• **Problem details**
Give again, word for word, every line below from the one that has "let patched = store" through the one that has "store.select_plan(&b.id).await.unwrap();", both included, and no others.

[Records from a collection]
BEGIN

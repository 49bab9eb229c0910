// ABOUTME: In-process reference implementation of all repository traits
// ABOUTME: Backs the integration tests and documents the storage contract
//
// SPDX-License-Identifier: MIT OR Apache-2.0
// Copyright (c) 2025 Platewise

use std::collections::HashMap;
use std::sync::Mutex;

use async_trait::async_trait;
use chrono::{DateTime, Utc};
use uuid::Uuid;

use super::{
    PlanRepository, RecipeFilter, RecipeRepository, RecipeUpdate, SettingsRepository,
    ShoppingListRepository,
};
use crate::errors::{AppError, AppResult};
use crate::models::{MealPlan, Preferences, Recipe, ShoppingList, SyncState};

#[derive(Default)]
struct Inner {
    recipes: HashMap<String, Recipe>,
    plans: HashMap<String, MealPlan>,
    shopping_lists: HashMap<String, ShoppingList>,
    preferences: Option<Preferences>,
    sync_state: Option<SyncState>,
}

/// Thread-safe in-memory store implementing every repository trait
#[derive(Default)]
pub struct MemoryStore {
    inner: Mutex<Inner>,
}

impl MemoryStore {
    #[must_use]
    pub fn new() -> Self {
        Self::default()
    }

    fn lock(&self) -> AppResult<std::sync::MutexGuard<'_, Inner>> {
        self.inner
            .lock()
            .map_err(|_| AppError::storage("memory store lock poisoned"))
    }
}

#[async_trait]
impl RecipeRepository for MemoryStore {
    async fn list_recipes(&self, filter: Option<RecipeFilter>) -> AppResult<Vec<Recipe>> {
        let inner = self.lock()?;
        let mut recipes: Vec<Recipe> = inner
            .recipes
            .values()
            .filter(|r| filter.as_ref().is_none_or(|f| f.matches(r)))
            .cloned()
            .collect();
        recipes.sort_by(|a, b| b.created_at.cmp(&a.created_at));
        Ok(recipes)
    }

    async fn get_recipe(&self, id: &str) -> AppResult<Option<Recipe>> {
        Ok(self.lock()?.recipes.get(id).cloned())
    }

    async fn get_recipes_by_ids(&self, ids: &[String]) -> AppResult<Vec<Recipe>> {
        let inner = self.lock()?;
        Ok(ids
            .iter()
            .filter_map(|id| inner.recipes.get(id).cloned())
            .collect())
    }

    async fn insert_recipe(&self, mut recipe: Recipe) -> AppResult<Recipe> {
        if recipe.id.is_empty() {
            recipe.id = Uuid::new_v4().to_string();
        }
        self.lock()?
            .recipes
            .insert(recipe.id.clone(), recipe.clone());
        Ok(recipe)
    }

    async fn update_recipe(&self, id: &str, update: RecipeUpdate) -> AppResult<Recipe> {
        let mut inner = self.lock()?;
        let recipe = inner
            .recipes
            .get_mut(id)
            .ok_or_else(|| AppError::storage(format!("unknown recipe {id}")))?;
        update.apply(recipe, Utc::now());
        Ok(recipe.clone())
    }

    async fn delete_recipe(&self, id: &str) -> AppResult<()> {
        self.lock()?.recipes.remove(id);
        Ok(())
    }

    async fn recipes_updated_since(&self, since: DateTime<Utc>) -> AppResult<Vec<Recipe>> {
        let inner = self.lock()?;
        let mut recipes: Vec<Recipe> = inner
            .recipes
            .values()
            .filter(|r| {
                r.updated_at > since && r.synced_at.is_none_or(|synced| r.updated_at > synced)
            })
            .cloned()
            .collect();
        recipes.sort_by(|a, b| b.created_at.cmp(&a.created_at));
        Ok(recipes)
    }

    async fn replace_recipe(&self, recipe: Recipe) -> AppResult<()> {
        self.lock()?.recipes.insert(recipe.id.clone(), recipe);
        Ok(())
    }

    async fn mark_recipe_synced(&self, id: &str, at: DateTime<Utc>) -> AppResult<()> {
        let mut inner = self.lock()?;
        let recipe = inner
            .recipes
            .get_mut(id)
            .ok_or_else(|| AppError::storage(format!("unknown recipe {id}")))?;
        recipe.synced_at = Some(at);
        Ok(())
    }
}

#[async_trait]
impl PlanRepository for MemoryStore {
    async fn list_plans(&self) -> AppResult<Vec<MealPlan>> {
        let mut plans: Vec<MealPlan> = self.lock()?.plans.values().cloned().collect();
        plans.sort_by(|a, b| b.created_at.cmp(&a.created_at));
        Ok(plans)
    }

    async fn get_plan(&self, id: &str) -> AppResult<Option<MealPlan>> {
        Ok(self.lock()?.plans.get(id).cloned())
    }

    async fn insert_plan(&self, plan: MealPlan) -> AppResult<MealPlan> {
        self.lock()?.plans.insert(plan.id.clone(), plan.clone());
        Ok(plan)
    }

    async fn select_plan(&self, id: &str) -> AppResult<()> {
        let mut inner = self.lock()?;
        if !inner.plans.contains_key(id) {
            return Err(AppError::storage(format!("unknown plan {id}")));
        }
        for plan in inner.plans.values_mut() {
            plan.selected = plan.id == id;
        }
        Ok(())
    }

    async fn delete_plan(&self, id: &str) -> AppResult<()> {
        self.lock()?.plans.remove(id);
        Ok(())
    }

    async fn selected_plan(&self) -> AppResult<Option<MealPlan>> {
        Ok(self
            .lock()?
            .plans
            .values()
            .find(|p| p.selected)
            .cloned())
    }
}

#[async_trait]
impl ShoppingListRepository for MemoryStore {
    async fn lists_for_plan(&self, plan_id: &str) -> AppResult<Vec<ShoppingList>> {
        let mut lists: Vec<ShoppingList> = self
            .lock()?
            .shopping_lists
            .values()
            .filter(|l| l.plan_id == plan_id)
            .cloned()
            .collect();
        lists.sort_by(|a, b| b.created_at.cmp(&a.created_at));
        Ok(lists)
    }

    async fn insert_list(&self, list: ShoppingList) -> AppResult<ShoppingList> {
        self.lock()?
            .shopping_lists
            .insert(list.id.clone(), list.clone());
        Ok(list)
    }

    async fn update_list(&self, list: ShoppingList) -> AppResult<()> {
        let mut inner = self.lock()?;
        if !inner.shopping_lists.contains_key(&list.id) {
            return Err(AppError::storage(format!("unknown shopping list {}", list.id)));
        }
        inner.shopping_lists.insert(list.id.clone(), list);
        Ok(())
    }

    async fn delete_list(&self, id: &str) -> AppResult<()> {
        self.lock()?.shopping_lists.remove(id);
        Ok(())
    }
}

#[async_trait]
impl SettingsRepository for MemoryStore {
    async fn get_preferences(&self) -> AppResult<Preferences> {
        Ok(self.lock()?.preferences.clone().unwrap_or_default())
    }

    async fn save_preferences(&self, preferences: &Preferences) -> AppResult<()> {
        self.lock()?.preferences = Some(preferences.clone());
        Ok(())
    }

    async fn clear_preferences(&self) -> AppResult<()> {
        self.lock()?.preferences = None;
        Ok(())
    }

    async fn get_sync_state(&self) -> AppResult<SyncState> {
        Ok(self.lock()?.sync_state.clone().unwrap_or_default())
    }

    async fn save_sync_state(&self, state: &SyncState) -> AppResult<()> {
        self.lock()?.sync_state = Some(state.clone());
        Ok(())
    }

    async fn clear_sync_state(&self) -> AppResult<()> {
        self.lock()?.sync_state = None;
        Ok(())
    }
}

#[cfg(test)]
mod tests {
    use super::*;
    use crate::models::MealSlot;

    #[tokio::test]
    async fn insert_generates_missing_ids() {
        let store = MemoryStore::new();
        let mut recipe = Recipe::new("Oats", MealSlot::Breakfast);
        recipe.id = String::new();
        let stored = store.insert_recipe(recipe).await.unwrap();
        assert!(!stored.id.is_empty());
    }

    #[tokio::test]
    async fn update_touches_updated_at() {
        let store = MemoryStore::new();
        let recipe = store
            .insert_recipe(Recipe::new("Oats", MealSlot::Breakfast))
            .await
            .unwrap();
        let before = recipe.updated_at;

        let patched = store
            .update_recipe(
                &recipe.id,
                RecipeUpdate {
                    name: Some("Overnight Oats".into()),
                    ..RecipeUpdate::default()
                },
            )
            .await
            .unwrap();

        assert_eq!(patched.name, "Overnight Oats");
        assert!(patched.updated_at >= before);
    }

    #[tokio::test]
    async fn select_plan_clears_other_flags() {
        let store = MemoryStore::new();
        let a = store
            .insert_plan(MealPlan::new("Plan 1", vec![], Default::default()))
            .await
            .unwrap();
        let b = store
            .insert_plan(MealPlan::new("Plan 2", vec![], Default::default()))
            .await
            .unwrap();

        store.select_plan(&a.id).await.unwrap();
        store.select_plan(&b.id).await.unwrap();

        let selected = store.selected_plan().await.unwrap().unwrap();
        assert_eq!(selected.id, b.id);
        assert!(!store.get_plan(&a.id).await.unwrap().unwrap().selected);
    }

    #[tokio::test]
    async fn updated_since_respects_sync_stamp() {
        let store = MemoryStore::new();
        let recipe = store
            .insert_recipe(Recipe::new("Oats", MealSlot::Breakfast))
            .await
            .unwrap();

        let epoch = DateTime::<Utc>::MIN_UTC;
        assert_eq!(store.recipes_updated_since(epoch).await.unwrap().len(), 1);

        store
            .mark_recipe_synced(&recipe.id, Utc::now())
            .await
            .unwrap();
        assert!(store.recipes_updated_since(epoch).await.unwrap().is_empty());
    }
}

END

• **Output of the exercise**
        let patched = store
            .update_recipe(
                &recipe.id,
                RecipeUpdate {
                    name: Some("Overnight Oats".into()),
                    ..RecipeUpdate::default()
                },
            )
            .await
            .unwrap();

        assert_eq!(patched.name, "Overnight Oats");
        assert!(patched.updated_at >= before);
    }

    #[tokio::test]
    async fn select_plan_clears_other_flags() {
        let store = MemoryStore::new();
        let a = store
            .insert_plan(MealPlan::new("Plan 1", vec![], Default::default()))
            .await
            .unwrap();
        let b = store
            .insert_plan(MealPlan::new("Plan 2", vec![], Default::default()))
            .await
            .unwrap();

        store.select_plan(&a.id).await.unwrap();
        store.select_plan(&b.id).await.unwrap();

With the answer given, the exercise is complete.